HOLY SPIRIT AND THE FIRES IN OUR COUNTRY

Before I arrived here in the United States, I read and heard a lot about the multicultural nature of this great country. But when I came here, I really discovered that the culture is more diverse than I heard or ever imagined. People of different countries and cultures and ancestries. I have also been hearing people talk about different communities here in the country. You could see different restaurants with varying traditional cuisine. I really do not know if there is a more diverse country in the world than this country. If you walk through any of the main streets of the city, or even travel on a bus into town, you will immediately be struck by the number of different languages that are being spoken all around you. Such diversity of language, culture and race is to be welcomed as potentially very enriching for us all.

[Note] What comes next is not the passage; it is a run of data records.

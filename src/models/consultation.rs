use chrono::NaiveDateTime;
use serde::{Deserialize, Serialize};
use uuid::Uuid;

/// Clinical measurements taken at one visit. Immutable once recorded.
///
/// Decimal measurements keep the text they were entered with; they are
/// parsed into typed observations only when the alert engine evaluates them.
#[derive(Debug, Clone, Serialize, Deserialize)]
pub struct Consultation {
    pub id: Uuid,
    pub patient_id: Uuid,
    /// mg/dL
    pub creatinine: Option<String>,
    /// mL/min/1.73m²
    pub egfr: Option<i64>,
    /// mmHg
    pub systolic: Option<i64>,
    /// mmHg
    pub diastolic: Option<i64>,
    /// kg
    pub weight: Option<String>,
    pub clinical_notes: Option<String>,
    pub consultation_date: NaiveDateTime,
    pub created_at: NaiveDateTime,
}

impl Consultation {
    /// A consultation with no measurements, dated now.
    pub fn new(patient_id: Uuid) -> Self {
        let now = chrono::Local::now().naive_local();
        Self {
            id: Uuid::new_v4(),
            patient_id,
            creatinine: None,
            egfr: None,
            systolic: None,
            diastolic: None,
            weight: None,
            clinical_notes: None,
            consultation_date: now,
            created_at: now,
        }
    }
}

/// A consultation joined with its patient (recent-activity feed).
#[derive(Debug, Clone, Serialize, Deserialize)]
pub struct ConsultationWithPatient {
    pub consultation: Consultation,
    pub patient_name: String,
    pub patient_code: String,
}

I was reminded of all that by the first reading of today’s feast. There appears to have been a very multi-cultural dimension to that first Pentecost. Even though all those present in Jerusalem on that day were Jews, they were Jews from all over the Roman Empire. The reading today says that they spoke different languages but were still able to hear one another. The first fruit of the Spirit’s outpouring on those early followers of Jesus was the bringing together of peoples who would normally be divided by language and culture. It was as if the Holy Spirit enabled them to discover a fundamental unity among themselves, in spite of the great differences between them. In the words of today’s second reading, they came to realize that through the Spirit they could now address God as Abba Father, as Jesus himself did; they came to a deeper appreciation that they were all sons and daughters of the one God, the Father of Jesus Christ.

We are all very aware that in the world in which we live, the blowing up of bridges can be more to the fore than the building of them. Some people seem intent on driving deeper and deeper wedges between those already estranged. We can shut out people simply because they are different to us. We can view their difference from us as a threat rather than as a potential enrichment. However, today’s first reading suggests that a language which is very different from our own can be the language of the Spirit; a way of doing things very different from how we normally do them can be an expression of the Spirit. The Spirit comes to us in a whole variety of unexpected guises. Like the people of different nations and languages in today’s first reading, we can be amazed and astonished at how the Spirit is attempting to communicate with us.